Tenía que solventar el problema con urgencia. Sólo llevaba quince días en la consultoría y lo de menos había sido el cambio de empresa. Se había adaptado, siempre con las reservas de los inicios: ir conociendo a sus compañeros, las manías del jefe, la ergonomía de su silla de trabajo, los cotilleos suscitados por su incorporación a Cuenting & Renting después de haber pasado por Money & Resources. En fin, lo previsible. Todo esto podía pasarlo por alto aun a pesar de su resistencia a los cambios pero lo que le estaba suponiendo una angustia creciente era el tiempo que invertía en llegar hasta la nueva oficina. Vivía en el extrarradio, en una urbanización de pisos de cuatro alturas y chalets adosados. Rancios, sin ningún estilo distintivo a no ser por la llamativa pintura burdeos que habían utilizado para decorar la cerca de entrada. Alguien le había contado que ese color disimulaba a la perfección las meadas de los perros. Todos sus vecinos tenían perro. Él era la excepción.
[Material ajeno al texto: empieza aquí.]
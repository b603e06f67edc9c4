//! Page state machines: keys in, actions out, results applied.

use std::time::{Duration, Instant};

use chrono::Utc;
use crossterm::event::{KeyCode, KeyEvent, KeyModifiers};
use smartops::api::{ApiError, DataService, MockService};
use smartops::config::Config;
use smartops::filter::SeverityFilter;
use smartops::forms::Registration;
use smartops::pages::{
    run_fetch, Action, AnomaliesPage, DashboardPage, Fetch, Loaded, Page, PredictionsPage,
    RegisterPage, Route, ServerDetailsPage, ServersPage,
};
use smartops::types::{Server, ServerStatus, Severity};

fn key(code: KeyCode) -> KeyEvent {
    KeyEvent::new(code, KeyModifiers::NONE)
}

fn chars(text: &str) -> impl Iterator<Item = KeyEvent> + '_ {
    text.chars().map(|c| key(KeyCode::Char(c)))
}

fn fill_register(page: &mut RegisterPage, values: [&str; 4]) -> Action {
    let mut last = Action::None;
    for (i, v) in values.iter().enumerate() {
        for k in chars(v) {
            page.handle_key(k);
        }
        last = page.handle_key(key(KeyCode::Enter));
        if i < 3 {
            assert_eq!(last, Action::None);
        }
    }
    last
}

fn server(id: &str, name: &str) -> Server {
    Server {
        id: id.into(),
        name: name.into(),
        ip: "10.0.0.1".into(),
        status: ServerStatus::Online,
        cpu: 10.0,
        ram: 20.0,
        last_seen: Utc::now(),
    }
}

#[test]
fn register_mismatch_never_submits() {
    let mut page = RegisterPage::default();
    let action = fill_register(&mut page, ["Ada", "ada@x.io", "secret1", "secret2"]);
    assert_eq!(action, Action::None);
    assert_eq!(page.error.as_deref(), Some("Passwords do not match"));
    assert!(!page.submitting);
}

#[test]
fn register_short_password_never_submits() {
    let mut page = RegisterPage::default();
    let action = fill_register(&mut page, ["Ada", "ada@x.io", "abc", "abc"]);
    assert_eq!(action, Action::None);
    assert_eq!(
        page.error.as_deref(),
        Some("Password must be at least 6 characters")
    );

    // Editing a field clears the message
    page.handle_key(key(KeyCode::Char('d')));
    assert_eq!(page.error, None);
}

#[test]
fn register_valid_submits_once() {
    let mut page = RegisterPage::default();
    let action = fill_register(&mut page, ["Ada", "ada@x.io", "secret", "secret"]);
    assert_eq!(
        action,
        Action::Register(Registration {
            name: "Ada".into(),
            email: "ada@x.io".into(),
            password: "secret".into(),
        })
    );
    assert!(page.submitting);
    assert_eq!(page.handle_key(key(KeyCode::Enter)), Action::None);
    page.failed("Registration failed".into());
    assert!(!page.submitting);
    assert_eq!(page.error.as_deref(), Some("Registration failed"));
}

#[test]
fn mount_issues_initial_fetches() {
    let cfg = Config::default();
    let now = Instant::now();
    let (_, f) = Page::mount(&Route::Dashboard, &cfg, now);
    assert_eq!(f, vec![Fetch::Dashboard]);
    let (p, f) = Page::mount(&Route::ServerDetails("srv_3".into()), &cfg, now);
    assert_eq!(f, vec![Fetch::ServerDetails("srv_3".into())]);
    assert_eq!(p.route(), Route::ServerDetails("srv_3".into()));
    assert_eq!(p.route().title(), "Servers");
    let (p, f) = Page::mount(&Route::Login, &cfg, now);
    assert!(f.is_empty());
    assert!(p.captures_text());
    assert!(Route::Register.is_public());
    assert!(!Route::Anomalies.is_public());
}

#[test]
fn dashboard_polls_on_period() {
    let t0 = Instant::now();
    let mut page = DashboardPage::new(Duration::from_secs(30), t0);
    assert!(page.tick(t0 + Duration::from_secs(29)).is_empty());
    assert_eq!(page.tick(t0 + Duration::from_secs(30)), vec![Fetch::Dashboard]);
}

#[test]
fn dashboard_refresh_key_is_debounced() {
    let mut page = DashboardPage::new(Duration::from_secs(30), Instant::now());
    assert_eq!(page.handle_key(key(KeyCode::Char('r'))), Action::Fetch(Fetch::Dashboard));
    assert_eq!(page.handle_key(key(KeyCode::Char('r'))), Action::None);
    page.apply(Loaded::Dashboard(Err(ApiError::InvalidCredentials)));
    assert!(!page.refreshing);
    assert!(!page.loading);
}

#[tokio::test]
async fn dashboard_keeps_tail_and_recent() {
    let svc = MockService::instant();
    let loaded = run_fetch(&svc, Fetch::Dashboard).await;
    let mut page = DashboardPage::new(Duration::from_secs(30), Instant::now());
    page.apply(loaded);
    assert_eq!(page.cpu.len(), 24);
    assert_eq!(page.anomalies.len(), 3);
    assert_eq!(page.stats.as_ref().map(|s| s.total_servers), Some(4));
}

#[tokio::test]
async fn server_details_not_found() {
    let svc = MockService::instant();
    let loaded = run_fetch(&svc, Fetch::ServerDetails("nope".into())).await;
    let mut page = ServerDetailsPage::new("nope".into());
    page.apply(loaded);
    assert!(!page.loading);
    assert!(page.server.is_none());
    assert_eq!(page.handle_key(key(KeyCode::Esc)), Action::Navigate(Route::Servers));
}

#[tokio::test]
async fn server_details_ignores_other_ids() {
    let svc = MockService::instant();
    let loaded = run_fetch(&svc, Fetch::ServerDetails("srv_4".into())).await;
    let mut page = ServerDetailsPage::new("srv_1".into());
    page.apply(loaded.clone());
    assert!(page.loading);

    let mut page = ServerDetailsPage::new("srv_4".into());
    page.apply(loaded);
    assert_eq!(page.server.as_ref().map(|s| s.name.as_str()), Some("Cache Server"));
    assert_eq!(page.cpu.len(), 50);
    assert_eq!(page.anomalies.len(), 1);
}

#[test]
fn servers_add_flow() {
    let mut page = ServersPage::new(Duration::from_secs(30), Instant::now());
    page.apply(Loaded::Servers(Ok(vec![server("srv_1", "Web")])));
    assert!(!page.loading);

    page.handle_key(key(KeyCode::Char('a')));
    assert!(page.modal.is_some());

    // Name, then a malformed IP, then submit from the last field
    for k in chars("Edge") {
        page.handle_key(k);
    }
    page.handle_key(key(KeyCode::Tab));
    for k in chars("10.0.0") {
        page.handle_key(k);
    }
    page.handle_key(key(KeyCode::Tab));
    assert_eq!(page.handle_key(key(KeyCode::Enter)), Action::None);
    let modal = page.modal.as_ref().unwrap();
    assert_eq!(modal.error.as_deref(), Some("Invalid IP address format"));

    page.handle_key(key(KeyCode::BackTab));
    for k in chars(".9") {
        page.handle_key(k);
    }
    page.handle_key(key(KeyCode::Tab));
    let action = page.handle_key(key(KeyCode::Enter));
    let Action::Fetch(Fetch::AddServer(new)) = action else {
        panic!("expected add-server fetch, got {action:?}");
    };
    assert_eq!(new.ip, "10.0.0.9");
    assert_eq!(new.api_key, None);

    page.apply(Loaded::ServerAdded(Ok(server("srv_99", "Edge"))));
    assert!(page.modal.is_none());
    assert_eq!(page.servers.len(), 2);
}

#[test]
fn servers_modal_escape_discards() {
    let mut page = ServersPage::new(Duration::from_secs(30), Instant::now());
    page.handle_key(key(KeyCode::Char('a')));
    page.handle_key(key(KeyCode::Char('x')));
    page.handle_key(key(KeyCode::Esc));
    assert!(page.modal.is_none());
    page.handle_key(key(KeyCode::Char('a')));
    assert!(page.modal.as_ref().unwrap().form.name.value.is_empty());
}

#[test]
fn servers_delete_needs_confirmation() {
    let mut page = ServersPage::new(Duration::from_secs(30), Instant::now());
    page.apply(Loaded::Servers(Ok(vec![server("srv_1", "Web"), server("srv_2", "Db")])));
    page.handle_key(key(KeyCode::Down));
    page.handle_key(key(KeyCode::Char('d')));
    assert_eq!(page.confirm_delete.as_deref(), Some("srv_2"));
    // Anything but y cancels
    assert_eq!(page.handle_key(key(KeyCode::Char('n'))), Action::None);
    assert!(page.confirm_delete.is_none());

    page.handle_key(key(KeyCode::Char('d')));
    assert_eq!(
        page.handle_key(key(KeyCode::Char('y'))),
        Action::Fetch(Fetch::DeleteServer("srv_2".into()))
    );
    page.apply(Loaded::ServerDeleted("srv_2".into(), Ok(smartops::types::DeleteResponse { success: true })));
    assert_eq!(page.servers.len(), 1);
    assert_eq!(page.selected, 0);
}

#[test]
fn servers_failed_delete_leaves_notice() {
    let mut page = ServersPage::new(Duration::from_secs(30), Instant::now());
    page.apply(Loaded::Servers(Ok(vec![server("srv_1", "Web")])));
    page.apply(Loaded::ServerDeleted(
        "srv_1".into(),
        Err(ApiError::ServerNotFound("srv_1".into())),
    ));
    assert_eq!(page.servers.len(), 1);
    assert_eq!(page.notice.as_deref(), Some("Failed to delete server"));
}

#[test]
fn servers_enter_opens_details() {
    let mut page = ServersPage::new(Duration::from_secs(30), Instant::now());
    page.apply(Loaded::Servers(Ok(vec![server("srv_1", "Web")])));
    assert_eq!(
        page.handle_key(key(KeyCode::Enter)),
        Action::Navigate(Route::ServerDetails("srv_1".into()))
    );
}

#[tokio::test]
async fn anomalies_filter_and_export() {
    let svc = MockService::instant();
    let mut page = AnomaliesPage::default();
    page.apply(Loaded::Anomalies(svc.get_anomalies(None).await));
    assert_eq!(page.filtered.len(), 3);

    page.handle_key(key(KeyCode::Char('s')));
    assert_eq!(page.filter.severity, SeverityFilter::Only(Severity::Critical));
    assert_eq!(page.filtered.len(), 1);

    page.handle_key(key(KeyCode::Char('c')));
    assert_eq!(page.filtered.len(), 3);

    page.handle_key(key(KeyCode::Char('/')));
    assert!(Page::Anomalies(AnomaliesPage {
        editing_search: true,
        ..AnomaliesPage::default()
    })
    .captures_text());
    for k in chars("NETWORK") {
        page.handle_key(k);
    }
    page.handle_key(key(KeyCode::Enter));
    assert!(!page.editing_search);
    assert_eq!(page.filtered.len(), 1);
    assert_eq!(page.filtered[0].id, "anom_3");

    let action = page.handle_key(key(KeyCode::Char('e')));
    assert_eq!(action, Action::Export(page.filtered.clone()));
}

#[test]
fn predictions_select_first_and_refetch_on_change() {
    let mut page = PredictionsPage::new();
    assert!(page.loading);
    let follow = page.apply(Loaded::PredictionServers(Ok(vec![
        server("srv_1", "Web"),
        server("srv_2", "Db"),
    ])));
    assert_eq!(follow, vec![Fetch::Prediction("srv_1".into())]);
    assert_eq!(page.selected, Some(0));

    assert_eq!(
        page.handle_key(key(KeyCode::Right)),
        Action::Fetch(Fetch::Prediction("srv_2".into()))
    );
    // Already at the end
    assert_eq!(page.handle_key(key(KeyCode::Right)), Action::None);
    assert_eq!(page.selected_server().map(|s| s.id.as_str()), Some("srv_2"));
}

#[test]
fn predictions_with_no_servers_fetch_nothing() {
    let mut page = PredictionsPage::new();
    assert!(page.apply(Loaded::PredictionServers(Ok(vec![]))).is_empty());
    assert_eq!(page.selected, None);
    assert_eq!(page.handle_key(key(KeyCode::Right)), Action::None);
}

#[tokio::test]
async fn predictions_build_bands() {
    let svc = MockService::instant();
    let mut page = PredictionsPage::new();
    page.apply(Loaded::Prediction(svc.get_predictions("srv_1").await));
    assert_eq!(page.bands.len(), 30);
    assert_eq!(page.bands.predicted[0], (0.0, 45.0));
    assert_eq!(page.bands.lower[0], (0.0, 35.0));
    assert_eq!(page.bands.upper[0], (0.0, 55.0));
}
//! Fixed-period polling owned by a mounted page. Dropping the page drops the
//! poller, which is how an unmounted page stops refreshing.

use std::time::{Duration, Instant};

#[derive(Debug, Clone, Copy)]
pub struct Poller {
    period: Duration,
    next_due: Instant,
}

impl Poller {
    /// First tick is one full period after `now`; the mount itself fetches.
    pub fn new(period: Duration, now: Instant) -> Self {
        Self {
            period,
            next_due: now + period,
        }
    }

    pub fn period(&self) -> Duration {
        self.period
    }

    /// True at most once per period. A late check does not queue extra ticks.
    pub fn due(&mut self, now: Instant) -> bool {
        if now < self.next_due {
            return false;
        }
        self.next_due = now + self.period;
        true
    }
}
Foxterriers canijos, macarras rotwailers, bucólicos pastores del Pirineo, hasta un pijo afgano, estirado como él solo, que se le acercaba a husmearle la entrepierna en cuanto se descuidaba. Odiaba a los canes. Por eso en su segunda salida al centro comercial encargó un ahuyentador de ultrasonidos. Cómo disfrutó contemplando al afgano correr como un atleta olímpico en cuanto lo estrenó con él, viendo la cara de su dueño que no comprendía el ataque de locura de su mascota, todo un paradigma de elegancia y pulcritud perruna.
Tardaba casi hora y media en llegar cada mañana a la oficina. Había probado salir antes, o un poco más tarde. Había buscado varios atajos, se había comprado un navegador para el coche. El transporte público, incluso. Todos, intentos infructuosos. Lo más rápido era el carril de autobuses y vehículos de alta ocupación, llamado bus-vao por el ayuntamiento, pero ese territorio estaba vedado para él. Si viajaba solo en su coche no tenía derecho a usarlo. Lo hizo una mañana en que se durmió y le costó una multa de trescientos euros. Cada día la agonía del viaje se le hacía más insoportable. Que si la COPE, que si la SER, que si los anuncios de cremas reductoras de vientre, que si los resultados de la eurocopa o mejor dicho la Champions League, que si música de los ochenta, que si de los noventa, noticias abominables sobre masacres en Darfur. No lo podía soportar. Hora y media cada mañana multiplicada por cinco días a la semana y luego por veinte días al mes, si es que éste sólo tenía cuatro, daban un resultado de treinta horas mensuales. Un día y casi un tercio. Al año unos quince. Los bisiestos no los incluyó. Y en Cuenting & Renting le habían hecho un contrato indefinido. Le quedaban veinticinco años para jubilarse. Quince por veinticinco igual a trescientos setenta y cinco días. Escalofriante. Más de un año de su vida regalado, así de un plumazo, a la carretera. Tenía que solucionarlo. Si había evitado el desplome de varias empresas podía evitar ese nimio asunto que le estaba machacando la vida desde hacía quince días.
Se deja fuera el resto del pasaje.